### [What you need to do]
Look through the data below and report how many lines include "hasher". Only the number should be given.

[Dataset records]
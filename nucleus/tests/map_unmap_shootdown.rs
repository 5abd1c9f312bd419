//! End-to-end scenario 1 (spec §8): map, cross-CPU read, then unmap with a
//! shootdown that must invalidate the peer's TLB entry before its
//! completion runs.

use machine::test_support::{BumpAllocator, MapFrameStore, RecordingIpi, RecordingTlb, TestPageTablePolicy};
use machine::{CachingMode, CpuId, CursorPolicy, PageFlags, PageTableWalker, PhysAddr, VirtAddr, VirtRange};
use nucleus::memory::page_space::{AsidCpuData, PageSpace, SyncResult};
use nucleus::memory::page_table::{map_single, unmap_single, Cursor};

use std::sync::atomic::{AtomicBool, Ordering};
use std::sync::Arc;

#[test]
fn map_then_cross_cpu_read_then_unmap_with_shootdown() {
    let store = MapFrameStore::new();
    let alloc = BumpAllocator::new(0x1000);
    let cursor = Cursor::new(TestPageTablePolicy, store);
    let root = alloc.allocate_frame().unwrap();

    let va = VirtAddr::new(0x4000);
    let frame = PhysAddr::new(0x9000);

    let space = PageSpace::new(root);
    let mut cpu_a = AsidCpuData::new(4);
    let mut cpu_b = AsidCpuData::new(4);
    let tlb = RecordingTlb::new();
    let ipi = RecordingIpi::new();

    let slot_a = PageSpace::activate(&space, &mut cpu_a, &tlb);

    map_single(
        &cursor,
        &TestPageTablePolicy,
        &alloc,
        root,
        va,
        frame,
        PageFlags::READABLE | PageFlags::WRITABLE,
        CachingMode::WriteBack,
    )
    .unwrap();

    let pte = cursor.read_leaf(root, va).unwrap();
    assert!(TestPageTablePolicy.pte_page_present(pte));
    assert_eq!(TestPageTablePolicy.pte_page_address(pte), frame);

    let slot_b = PageSpace::activate(&space, &mut cpu_b, &tlb);
    assert_eq!(space.num_bindings(), 2);

    let pte_from_b = cursor.read_leaf(root, va).unwrap();
    assert!(TestPageTablePolicy.pte_page_present(pte_from_b));
    assert_eq!(TestPageTablePolicy.pte_page_address(pte_from_b), frame);

    let status = unmap_single(&cursor, &TestPageTablePolicy, &alloc, root, va).unwrap();
    assert!(status.present);

    let completed = Arc::new(AtomicBool::new(false));
    let completed2 = completed.clone();
    let result = space.submit_shootdown(
        VirtRange::new(va, machine::PAGE_SIZE),
        CpuId::new(0),
        Some(cpu_a.binding_mut(slot_a)),
        &tlb,
        &ipi,
        &[CpuId::new(1)],
        Box::new(move || completed2.store(true, Ordering::SeqCst)),
    );

    assert_eq!(result, SyncResult::Asynchronous);
    assert!(!completed.load(Ordering::SeqCst), "peer hasn't run its IPI handler yet");
    assert_eq!(ipi.broadcasts(), vec![vec![CpuId::new(1)]]);

    space.handle_shootdown_ipi(cpu_b.binding_mut(slot_b), &tlb, CpuId::new(1));
    assert!(completed.load(Ordering::SeqCst));
    assert!(tlb.ranges().iter().any(|&(slot, v, len)| slot == slot_b && v == va && len == machine::PAGE_SIZE));

    let pte_after_unmap = cursor.read_leaf(root, va).unwrap();
    assert!(!TestPageTablePolicy.pte_page_present(pte_after_unmap), "read after unmap must fault");
}
//! Live directory monitoring.
//!
//! Watches every scan root with `notify` and keeps the inventory current
//! between pipeline runs. Create/modify events are coalesced by path and
//! drained on a timer; deletions and renames act immediately. Every
//! "new vs. existing" decision is revalidated at write time, so the
//! monitor can run concurrently with a full pipeline pass.

use std::collections::HashSet;
use std::path::{Path, PathBuf};
use std::sync::atomic::{AtomicBool, Ordering};
use std::sync::mpsc;
use std::sync::Arc;
use std::thread::{self, JoinHandle};
use std::time::{Duration, Instant};

use log::{debug, error, info, warn};
use notify::event::{ModifyKind, RenameMode};
use notify::{recommended_watcher, Event, EventKind, RecursiveMode, Watcher};

use crate::categorizer;
use crate::config::Config;
use crate::db::metadata_repo;
use crate::db::{file_repo, root_repo, Database};
use crate::error::{Result, WorkerError};
use crate::hasher;
use crate::metadata::{ImageProbe, MetadataExtractor};
use crate::status::StatusAggregator;
use crate::worker::discovery::{format_timestamp, new_file_row};
use crate::worker::DiscoveryWalker;

const REWATCH_DELAY: Duration = Duration::from_secs(2);
const POLL_INTERVAL: Duration = Duration::from_millis(100);

pub struct DirectoryMonitor {
    db: Database,
    config: Arc<Config>,
    extractor: Arc<dyn MetadataExtractor>,
    status: Option<Arc<StatusAggregator>>,
}

/// Handle to a running monitor thread.
pub struct MonitorHandle {
    shutdown: Arc<AtomicBool>,
    thread: Option<JoinHandle<()>>,
}

impl MonitorHandle {
    /// Signals shutdown and joins the monitor thread.
    pub fn stop(mut self) {
        self.shutdown.store(true, Ordering::Relaxed);
        if let Some(thread) = self.thread.take() {
            if thread.join().is_err() {
                error!("Monitor thread panicked");
            }
        }
    }
}

impl Drop for MonitorHandle {
    fn drop(&mut self) {
        self.shutdown.store(true, Ordering::Relaxed);
    }
}

impl DirectoryMonitor {
    pub fn new(db: Database, config: Arc<Config>) -> Self {
        Self::with_extractor(db, config, Arc::new(ImageProbe), None)
    }

    pub fn with_extractor(
        db: Database,
        config: Arc<Config>,
        extractor: Arc<dyn MetadataExtractor>,
        status: Option<Arc<StatusAggregator>>,
    ) -> Self {
        Self {
            db,
            config,
            extractor,
            status,
        }
    }

    /// Spawns the monitor thread.
    pub fn start(self) -> Result<MonitorHandle> {
        let filter = DiscoveryWalker::new(&self.config)?;
        let shutdown = Arc::new(AtomicBool::new(false));
        let thread_shutdown = Arc::clone(&shutdown);

        let thread = thread::Builder::new()
            .name("dir-monitor".to_string())
            .spawn(move || self.run(filter, thread_shutdown))
            .map_err(|e| WorkerError::WatchError(e.to_string()))?;

        Ok(MonitorHandle {
            shutdown,
            thread: Some(thread),
        })
    }

    fn run(self, filter: DiscoveryWalker, shutdown: Arc<AtomicBool>) {
        if let Some(status) = &self.status {
            status.set_monitor_active(true);
        }

        // Outer loop recreates the watcher after channel failure.
        while !shutdown.load(Ordering::Relaxed) {
            match self.watch_once(&filter, &shutdown) {
                Ok(()) => break,
                Err(e) => {
                    warn!("Watcher failed, re-watching shortly: {}", e);
                    let deadline = Instant::now() + REWATCH_DELAY;
                    while Instant::now() < deadline && !shutdown.load(Ordering::Relaxed) {
                        thread::sleep(POLL_INTERVAL);
                    }
                }
            }
        }

        if let Some(status) = &self.status {
            status.set_monitor_active(false);
        }
        info!("Directory monitor stopped");
    }

    /// Watches until shutdown (Ok) or a watcher failure (Err).
    fn watch_once(&self, filter: &DiscoveryWalker, shutdown: &AtomicBool) -> Result<()> {
        let (tx, rx) = mpsc::channel::<notify::Result<Event>>();
        let mut watcher =
            recommended_watcher(tx).map_err(|e| WorkerError::WatchError(e.to_string()))?;

        let mut roots: Vec<(PathBuf, String)> = Vec::new();
        for root in &self.config.scan_roots {
            let path = PathBuf::from(root);
            if !path.is_dir() {
                warn!("Scan root {} not accessible, not watching it", root);
                continue;
            }
            watcher
                .watch(&path, RecursiveMode::Recursive)
                .map_err(|e| WorkerError::WatchError(e.to_string()))?;
            let root_id = root_repo::insert_if_absent(&self.db, root)?;
            roots.push((path, root_id));
        }
        info!("Watching {} scan roots", roots.len());

        let drain_interval = Duration::from_millis(self.config.monitor_interval_ms);
        let mut pending: HashSet<PathBuf> = HashSet::new();
        let mut last_drain = Instant::now();

        loop {
            if shutdown.load(Ordering::Relaxed) {
                return Ok(());
            }

            match rx.recv_timeout(POLL_INTERVAL) {
                Ok(Ok(event)) => self.handle_event(filter, &roots, event, &mut pending),
                Ok(Err(e)) => {
                    return Err(WorkerError::WatchError(e.to_string()).into());
                }
                Err(mpsc::RecvTimeoutError::Timeout) => {}
                Err(mpsc::RecvTimeoutError::Disconnected) => {
                    return Err(WorkerError::WatchError("event channel closed".into()).into());
                }
            }

            if !pending.is_empty() && last_drain.elapsed() >= drain_interval {
                self.drain_pending(filter, &roots, &mut pending);
                last_drain = Instant::now();
            }
        }
    }

    fn handle_event(
        &self,
        filter: &DiscoveryWalker,
        roots: &[(PathBuf, String)],
        event: Event,
        pending: &mut HashSet<PathBuf>,
    ) {
        match event.kind {
            EventKind::Create(_) | EventKind::Modify(ModifyKind::Name(RenameMode::To)) => {
                for path in event.paths {
                    if resolve(filter, roots, &path).is_some() {
                        pending.insert(path);
                    }
                }
            }
            // Deletions bypass coalescing so stale entries never linger a
            // full drain interval.
            EventKind::Remove(_) | EventKind::Modify(ModifyKind::Name(RenameMode::From)) => {
                for path in &event.paths {
                    self.remove_path(filter, roots, path);
                }
            }
            EventKind::Modify(ModifyKind::Name(RenameMode::Both)) => {
                if let [old, new] = event.paths.as_slice() {
                    self.rename_path(filter, roots, old, new, pending);
                }
            }
            EventKind::Modify(_) => {
                for path in event.paths {
                    if resolve(filter, roots, &path).is_some() {
                        pending.insert(path);
                    }
                }
            }
            _ => {}
        }
    }

    fn remove_path(&self, filter: &DiscoveryWalker, roots: &[(PathBuf, String)], path: &Path) {
        if let Some((_, root_id, rel)) = resolve(filter, roots, path) {
            match file_repo::soft_delete_by_path(&self.db, root_id, &rel) {
                Ok(true) => debug!("Soft-deleted {}", rel),
                Ok(false) => {}
                Err(e) => error!("Failed to soft-delete {}: {}", rel, e),
            }
            return;
        }

        // A removed directory arrives as a bare path with no extension;
        // the watcher never reports the files that vanished with it, so
        // drop everything stored underneath.
        if path.extension().is_some() {
            return;
        }
        let Some((root, root_id)) = owning_root(roots, path) else {
            return;
        };
        let Ok(rel) = path.strip_prefix(root) else {
            return;
        };
        let rel = rel.to_string_lossy();
        if rel.is_empty() {
            // The root itself went away; the next full scan decides.
            return;
        }
        match file_repo::soft_delete_by_prefix(&self.db, root_id, &rel) {
            Ok(0) => {}
            Ok(n) => debug!("Soft-deleted {} entries under {}", n, rel),
            Err(e) => error!("Failed to soft-delete directory {}: {}", rel, e),
        }
    }

    fn rename_path(
        &self,
        filter: &DiscoveryWalker,
        roots: &[(PathBuf, String)],
        old: &Path,
        new: &Path,
        pending: &mut HashSet<PathBuf>,
    ) {
        let new_entry = resolve(filter, roots, new);
        let old_entry = resolve(filter, roots, old);

        match (old_entry, new_entry) {
            (Some((_, root_id, old_rel)), Some((_, _, new_rel))) => {
                match file_repo::find_live_by_path(&self.db, root_id, &old_rel) {
                    Ok(Some(row)) => {
                        let name = new_rel.rsplit('/').next().unwrap_or(&new_rel).to_string();
                        let ext = name
                            .rsplit('.')
                            .next()
                            .map(|e| e.to_ascii_lowercase())
                            .unwrap_or_default();
                        if let Err(e) = file_repo::rename(&self.db, &row.id, &new_rel, &name, &ext)
                        {
                            error!("Failed to record rename of {}: {}", old_rel, e);
                        } else {
                            debug!("Renamed {} -> {}", old_rel, new_rel);
                        }
                    }
                    // Old path unknown; treat the target as a new file.
                    Ok(None) => {
                        pending.insert(new.to_path_buf());
                    }
                    Err(e) => error!("Rename lookup failed for {}: {}", old_rel, e),
                }
            }
            // Renamed out of the indexed set (extension change, excluded dir).
            (Some(_), None) => self.remove_path(filter, roots, old),
            (None, Some(_)) => {
                pending.insert(new.to_path_buf());
            }
            (None, None) => {}
        }
    }

    fn drain_pending(
        &self,
        filter: &DiscoveryWalker,
        roots: &[(PathBuf, String)],
        pending: &mut HashSet<PathBuf>,
    ) {
        debug!("Draining {} coalesced events", pending.len());
        let mut touched = false;

        for path in pending.drain() {
            let Some((root, root_id, rel)) = resolve(filter, roots, &path) else {
                continue;
            };
            match self.recheck(root, root_id, &rel) {
                Ok(changed) => touched |= changed,
                Err(e) => error!("Recheck of {} failed: {}", rel, e),
            }
        }

        if touched {
            let report = categorizer::run_all(&self.db);
            if report.total_inserted() > 0 {
                debug!("Monitor categorized {} entries", report.total_inserted());
            }
        }
    }

    /// Brings one path up to date: upsert the entry, then fill whatever is
    /// missing (hash, metadata). Files gone by drain time are soft-deleted.
    fn recheck(&self, root: &Path, root_id: &str, rel: &str) -> Result<bool> {
        let abs = root.join(rel);
        let meta = match std::fs::metadata(&abs) {
            Ok(meta) => meta,
            Err(_) => {
                file_repo::soft_delete_by_path(&self.db, root_id, rel)?;
                return Ok(true);
            }
        };

        match file_repo::find_live_by_path(&self.db, root_id, rel)? {
            Some(row) => {
                let modified_at = meta
                    .modified()
                    .map(format_timestamp)
                    .unwrap_or_else(|_| row.modified_at.clone());
                // Same size and mtime: nothing to redo.
                if row.size_bytes != meta.len() || row.modified_at != modified_at {
                    file_repo::mark_modified(&self.db, &row.id, meta.len(), &modified_at)?;
                }
            }
            None => {
                file_repo::insert_batch(&self.db, &[new_file_row(root_id, rel, &meta)])?;
            }
        }

        let Some(row) = file_repo::find_live_by_path(&self.db, root_id, rel)? else {
            return Ok(false);
        };

        if row.hash.is_none() {
            match hasher::hash_file(&abs) {
                Ok(hash) => file_repo::update_hashes(&self.db, &[(row.id.clone(), hash)])?,
                Err(e) => warn!("Hashing failed for {}: {}", abs.display(), e),
            }
        }

        if metadata_repo::find_by_file_id(&self.db, &row.id)?.is_none() {
            match self.extractor.extract(&abs) {
                Ok(extracted) => {
                    let created_at = format_timestamp(std::time::SystemTime::now());
                    let row = metadata_row_from(&row.id, &extracted, &created_at);
                    metadata_repo::insert_batch(&self.db, &[row])?;
                }
                Err(e) => warn!("Metadata extraction failed for {}: {}", abs.display(), e),
            }
        }

        Ok(true)
    }
}

fn metadata_row_from(
    file_id: &str,
    meta: &crate::metadata::ExtractedMetadata,
    created_at: &str,
) -> metadata_repo::MetadataRow {
    metadata_repo::MetadataRow {
        file_id: file_id.to_string(),
        width: meta.width,
        height: meta.height,
        date_taken: meta
            .date_taken
            .map(|d| d.format("%Y-%m-%dT%H:%M:%SZ").to_string()),
        camera_make: meta.camera_make.clone(),
        camera_model: meta.camera_model.clone(),
        lens_model: meta.lens_model.clone(),
        gps_latitude: meta.gps_latitude,
        gps_longitude: meta.gps_longitude,
        iso: meta.iso,
        exposure_time: meta.exposure_time.clone(),
        f_number: meta.f_number,
        created_at: created_at.to_string(),
    }
}

/// Finds the deepest watched root containing a path.
fn owning_root<'a>(roots: &'a [(PathBuf, String)], path: &Path) -> Option<(&'a Path, &'a str)> {
    roots
        .iter()
        .filter(|(root, _)| path.starts_with(root))
        .max_by_key(|(root, _)| root.as_os_str().len())
        .map(|(root, root_id)| (root.as_path(), root_id.as_str()))
}

/// Maps an absolute event path to its (root, root_id, relative path)
/// when it belongs to a watched root and passes the image filter.
fn resolve<'a>(
    filter: &DiscoveryWalker,
    roots: &'a [(PathBuf, String)],
    path: &Path,
) -> Option<(&'a Path, &'a str, String)> {
    let (root, root_id) = owning_root(roots, path)?;
    filter
        .relative_image_path(root, path)
        .map(|rel| (root, root_id, rel))
}
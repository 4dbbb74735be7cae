//! Logging initialization for embedders.
//!
//! The library itself only emits through `log`/`tracing`; a host process
//! calls [`init`] once to wire both into a formatted subscriber.

use tracing_log::LogTracer;
use tracing_subscriber::EnvFilter;

/// Initializes the tracing subscriber with an env-filter.
///
/// `RUST_LOG` takes precedence over `default_filter`. Safe to call more
/// than once; subsequent calls are no-ops.
pub fn init(default_filter: &str) {
    let _ = LogTracer::init();

    let filter = EnvFilter::try_from_default_env()
        .unwrap_or_else(|_| EnvFilter::new(default_filter));

    let _ = tracing_subscriber::fmt()
        .with_env_filter(filter)
        .with_target(true)
        .try_init();
}

#[cfg(test)]
mod tests {
    use super::*;

    #[test]
    fn test_init_is_idempotent() {
        init("info");
        init("debug");
    }
}
use std::path::Path;

use crate::config::schema::Config;
use crate::dupes::NameClass;
use crate::error::ConfigError;

pub fn load_config<P: AsRef<Path>>(path: P) -> Result<Config, ConfigError> {
    let path = path.as_ref();
    let content = std::fs::read_to_string(path).map_err(|e| ConfigError::ReadFile {
        path: path.to_path_buf(),
        source: e,
    })?;

    load_config_from_str(&content)
}

pub fn load_config_from_str(content: &str) -> Result<Config, ConfigError> {
    let config: Config = serde_json::from_str(content)?;

    validate_config(&config)?;

    Ok(config)
}

fn validate_config(config: &Config) -> Result<(), ConfigError> {
    if config.version != "1.0" {
        return Err(ConfigError::Validation {
            message: format!("Unsupported config version: {}", config.version),
        });
    }

    if config.image_extensions.is_empty() {
        return Err(ConfigError::Validation {
            message: "image_extensions must not be empty".to_string(),
        });
    }

    if config.worker_count == 0 {
        return Err(ConfigError::Validation {
            message: "worker_count must be greater than zero".to_string(),
        });
    }

    if config.discovery_batch_size == 0 || config.hash_batch_size == 0 {
        return Err(ConfigError::Validation {
            message: "batch sizes must be greater than zero".to_string(),
        });
    }

    if config.monitor_interval_ms == 0 {
        return Err(ConfigError::Validation {
            message: "monitor_interval_ms must be greater than zero".to_string(),
        });
    }

    for pattern in &config.exclude_patterns {
        if let Err(e) = glob::Pattern::new(pattern) {
            return Err(ConfigError::InvalidPattern {
                pattern: pattern.clone(),
                reason: e.to_string(),
            });
        }
    }

    // The originality ranking must mention each name class exactly once,
    // otherwise duplicate ordering would be ambiguous.
    let prefer = &config.duplicates.prefer;
    for class in [NameClass::Clean, NameClass::NumberedCopy, NameClass::CopyNamed] {
        if prefer.iter().filter(|c| **c == class).count() != 1 {
            return Err(ConfigError::Validation {
                message: format!(
                    "duplicates.prefer must list each name class exactly once (missing or repeated: {:?})",
                    class
                ),
            });
        }
    }

    Ok(())
}

#[cfg(test)]
mod tests {
    use super::*;

    fn minimal_config() -> String {
        r#"{ "version": "1.0", "scan_roots": ["/pics"] }"#.to_string()
    }

    #[test]
    fn test_load_minimal_config() {
        let config = load_config_from_str(&minimal_config()).unwrap();
        assert_eq!(config.scan_roots, vec!["/pics".to_string()]);
    }

    #[test]
    fn test_load_from_file() {
        let dir = tempfile::tempdir().unwrap();
        let path = dir.path().join("config.json");
        std::fs::write(&path, minimal_config()).unwrap();

        let config = load_config(&path).unwrap();
        assert_eq!(config.version, "1.0");
    }

    #[test]
    fn test_missing_file_is_read_error() {
        let err = load_config("/nonexistent/config.json").unwrap_err();
        assert!(matches!(err, ConfigError::ReadFile { .. }));
    }

    #[test]
    fn test_unsupported_version_rejected() {
        let err =
            load_config_from_str(r#"{ "version": "2.0", "scan_roots": [] }"#).unwrap_err();
        assert!(matches!(err, ConfigError::Validation { .. }));
    }

    #[test]
    fn test_invalid_json_rejected() {
        let err = load_config_from_str("{ not json").unwrap_err();
        assert!(matches!(err, ConfigError::ParseJson(_)));
    }

    #[test]
    fn test_bad_exclude_pattern_rejected() {
        let json = r#"{ "version": "1.0", "scan_roots": [], "exclude_patterns": ["[oops"] }"#;
        let err = load_config_from_str(json).unwrap_err();
        assert!(matches!(err, ConfigError::InvalidPattern { .. }));
    }

    #[test]
    fn test_zero_worker_count_rejected() {
        let json = r#"{ "version": "1.0", "scan_roots": [], "worker_count": 0 }"#;
        let err = load_config_from_str(json).unwrap_err();
        assert!(matches!(err, ConfigError::Validation { .. }));
    }

    #[test]
    fn test_incomplete_duplicate_policy_rejected() {
        let json = r#"{
            "version": "1.0",
            "scan_roots": [],
            "duplicates": { "prefer": ["clean", "clean", "copy_named"] }
        }"#;
        let err = load_config_from_str(json).unwrap_err();
        assert!(matches!(err, ConfigError::Validation { .. }));
    }

    #[test]
    fn test_custom_duplicate_policy_accepted() {
        let json = r#"{
            "version": "1.0",
            "scan_roots": [],
            "duplicates": { "prefer": ["copy_named", "numbered_copy", "clean"] }
        }"#;
        let config = load_config_from_str(json).unwrap();
        assert_eq!(config.duplicates.prefer[0], NameClass::CopyNamed);
    }
}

### [Solution]
2